Re: [PATCH] soundwire: cadence: fix race condition between suspend and Slave device alerts
From: Pierre-Louis Bossart
Date: Fri Aug 21 2020 - 11:17:32 EST
cancel_work_sync() will either
a) wait until the current work completes, or
b) prevent a new one from starting.
there's no way to really 'abort' a workqueue, 'cancel' means either complete
or don't start.
Quite right, as that is how everyone deals with it. Stop the irq from
firing first and then wait until work is cancelled or completed, hence
cancel_work_sync()
No, this cannot work... The work queue in progress will initiate
transactions which would never complete because the interrupts are disabled.
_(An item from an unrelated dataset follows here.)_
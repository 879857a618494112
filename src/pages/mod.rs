pub mod home;
pub mod not_found;
mod sample;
if you disable the interrupts then cancel the work, you have a risk of not
letting the work complete if it already started (case a).
The race is
a) the interrupt thread (this function) starts
b) the work is scheduled and starts
c) the suspend handler starts and disables interrupts in [1] below.
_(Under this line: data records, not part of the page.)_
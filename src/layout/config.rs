use serde::{Deserialize, Serialize};

use crate::graph::{GraphError, GraphResult};

/// Force simulation tuning. Any field missing from JSON keeps its default.
#[derive(Clone, Debug, PartialEq, Serialize, Deserialize)]
#[serde(default, rename_all = "camelCase")]
pub struct LayoutConfig {
	/// Many-body strength; negative repels.
	pub charge_strength: f64,
	/// Gap kept between node rims.
	pub collision_padding: f64,
	/// Pull toward the node's layer band.
	pub layer_strength: f64,
	/// Pull toward the horizontal midpoint.
	pub center_x_strength: f64,
	/// Share of the distance to the alpha target closed per tick.
	pub alpha_decay: f64,
	/// The simulation stops once alpha drops below this.
	pub alpha_min: f64,
	/// Fraction of velocity lost per tick.
	pub velocity_decay: f64,
	/// Link length for edge kinds without their own.
	pub default_link_distance: f64,
	/// Alpha a reheat restarts from.
	pub reheat_alpha: f64,
	/// Alpha target held while a node is dragged.
	pub drag_alpha_target: f64,
	/// Seed for placement jitter. Same seed, same layout.
	pub seed: u64,
}

impl Default for LayoutConfig {
	fn default() -> Self {
		Self {
			charge_strength: -150.0,
			collision_padding: 4.0,
			layer_strength: 0.12,
			center_x_strength: 0.05,
			alpha_decay: 0.015,
			alpha_min: 0.001,
			velocity_decay: 0.4,
			default_link_distance: 80.0,
			reheat_alpha: 0.8,
			drag_alpha_target: 0.3,
			seed: 0x5eed,
		}
	}
}

impl LayoutConfig {
	/// Parses and validates. Missing fields take their defaults.
	pub fn from_json(json: &str) -> GraphResult<Self> {
		let config: Self = serde_json::from_str(json)?;
		config.validate()?;
		Ok(config)
	}

	/// Rejects values under which alpha never reaches `alpha_min`.
	pub fn validate(&self) -> GraphResult<()> {
		if !(self.alpha_decay > 0.0 && self.alpha_decay < 1.0) {
			return invalid(format!("alphaDecay must be in (0, 1), got {}", self.alpha_decay));
		}
		if !(self.alpha_min > 0.0 && self.alpha_min < 1.0) {
			return invalid(format!("alphaMin must be in (0, 1), got {}", self.alpha_min));
		}
		if !(0.0..=1.0).contains(&self.velocity_decay) {
			return invalid(format!("velocityDecay must be in [0, 1], got {}", self.velocity_decay));
		}
		if !(0.0..=1.0).contains(&self.reheat_alpha) || !(0.0..1.0).contains(&self.drag_alpha_target) {
			return invalid(format!(
				"reheatAlpha must be in [0, 1] and dragAlphaTarget in [0, 1), got {} and {}",
				self.reheat_alpha, self.drag_alpha_target
			));
		}
		Ok(())
	}
}

fn invalid(message: String) -> GraphResult<()> {
	Err(GraphError::InvalidConfig(message))
}

/// Pointer, zoom and search tuning. Missing JSON fields keep defaults.
#[derive(Clone, Debug, PartialEq, Serialize, Deserialize)]
#[serde(default, rename_all = "camelCase")]
pub struct InteractionConfig {
	/// Quiet time before a query is applied.
	pub search_debounce_ms: f64,
	/// Smallest scale.
	pub min_zoom: f64,
	/// Largest scale.
	pub max_zoom: f64,
	/// Length of the reset-view animation.
	pub reset_duration_ms: f64,
	/// Opacity of nodes outside the highlight or search.
	pub dim_node_opacity: f64,
	/// Opacity of edges outside the highlight or search.
	pub dim_edge_opacity: f64,
}

impl Default for InteractionConfig {
	fn default() -> Self {
		Self {
			search_debounce_ms: 300.0,
			min_zoom: 0.1,
			max_zoom: 5.0,
			reset_duration_ms: 500.0,
			dim_node_opacity: 0.08,
			dim_edge_opacity: 0.03,
		}
	}
}

impl InteractionConfig {
	/// Parses and validates. Missing fields take their defaults.
	pub fn from_json(json: &str) -> GraphResult<Self> {
		let config: Self = serde_json::from_str(json)?;
		config.validate()?;
		Ok(config)
	}

	/// Rejects an empty or inverted zoom range and negative durations.
	pub fn validate(&self) -> GraphResult<()> {
		if !(self.min_zoom > 0.0 && self.min_zoom <= self.max_zoom && self.max_zoom.is_finite()) {
			return invalid(format!(
				"zoom range must satisfy 0 < minZoom <= maxZoom, got {}..{}",
				self.min_zoom, self.max_zoom
			));
		}
		if !(self.search_debounce_ms >= 0.0 && self.reset_duration_ms >= 0.0) {
			return invalid(format!(
				"durations must be non-negative, got searchDebounceMs {} and resetDurationMs {}",
				self.search_debounce_ms, self.reset_duration_ms
			));
		}
		Ok(())
	}
}

#[cfg(test)]
mod tests {
	use super::*;
	use crate::graph::GraphError;

	#[test]
	fn partial_json_keeps_defaults() {
		let config = LayoutConfig::from_json(r#"{"chargeStrength": -300, "seed": 7}"#).unwrap();
		assert_eq!(config.charge_strength, -300.0);
		assert_eq!(config.seed, 7);
		assert_eq!(config.alpha_decay, LayoutConfig::default().alpha_decay);

		let config = InteractionConfig::from_json("{}").unwrap();
		assert_eq!(config, InteractionConfig::default());
	}

	#[test]
	fn malformed_json_is_a_config_error() {
		let err = LayoutConfig::from_json("{\"alphaDecay\": \"fast\"}").unwrap_err();
		assert!(matches!(err, GraphError::Config(_)));
	}

	#[test]
	fn inverted_zoom_range_is_rejected() {
		for json in [r#"{"minZoom": 10}"#, r#"{"minZoom": 0}"#, r#"{"minZoom": -1, "maxZoom": -0.5}"#] {
			let err = InteractionConfig::from_json(json).unwrap_err();
			assert!(matches!(err, GraphError::InvalidConfig(_)), "{json}");
		}
		assert!(InteractionConfig::from_json(r#"{"minZoom": 2, "maxZoom": 2}"#).is_ok());
	}

	#[test]
	fn negative_durations_are_rejected() {
		let err = InteractionConfig::from_json(r#"{"resetDurationMs": -1}"#).unwrap_err();
		assert!(matches!(err, GraphError::InvalidConfig(_)));
	}

	#[test]
	fn non_decaying_alpha_is_rejected() {
		for json in [
			r#"{"alphaDecay": 0}"#,
			r#"{"alphaDecay": 1}"#,
			r#"{"alphaMin": 0}"#,
			r#"{"velocityDecay": 1.5}"#,
			r#"{"velocityDecay": -0.1}"#,
			r#"{"dragAlphaTarget": 1}"#,
		] {
			let err = LayoutConfig::from_json(json).unwrap_err();
			assert!(matches!(err, GraphError::InvalidConfig(_)), "{json}");
		}
		assert!(LayoutConfig::from_json(r#"{"velocityDecay": 0}"#).is_ok());
	}

	#[test]
	fn defaults_are_valid() {
		assert!(LayoutConfig::default().validate().is_ok());
		assert!(InteractionConfig::default().validate().is_ok());
	}
}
d) the work initiates transactions which will never complete since Cadence
interrupts have been disabled.
Would it not be better to let work handle the case of interrupts
disabled and not initiates transactions which wont complete here? That
sounds more reasonable to do rather than complete the work which anyone
doesn't matter as you are suspending
A in-progress workqueue has no notion that interrupts are disabled, nor
that the device is in the process of suspending. It writes into a fifo
and blocks with wait_for_completion(). the complete() is done in an
interrupt thread, triggered when the RX Fifo reaches a watermark.
So if you disable interrupts, the complete() never happens.
The safe way to do things with the current code is to let the workqueue
complete, then disable interrupts.
We only disable interrupts on suspend, we don't need to test if
interrupts are enabled for every single byte that's transmitted on the
bus. Not to mention that this additional test would be racy as hell and
require yet another synchronization primitive making the code more
complicated.
So yes, the current transactions will complete and will be ignored, but
it's a lot better than trying to prevent these transactions from
happening with extra layers of complexity that will impact *every*
transaction.
BTW I looked at another alternative based on the msg lock, so that
interrupts cannot be disabled while a message is being sent. However
because a workqueue may send multiple messages, e.g. to read registers
are non-contiguous locations, there is no way to guarantee what happens
how messages and interrupt disabling are scheduled, so there'd still be
a case of a workqueue not completing and being stuck on a mutex_lock(),
not so good either.
In short, this is the simplest way to fix the timeout on resume.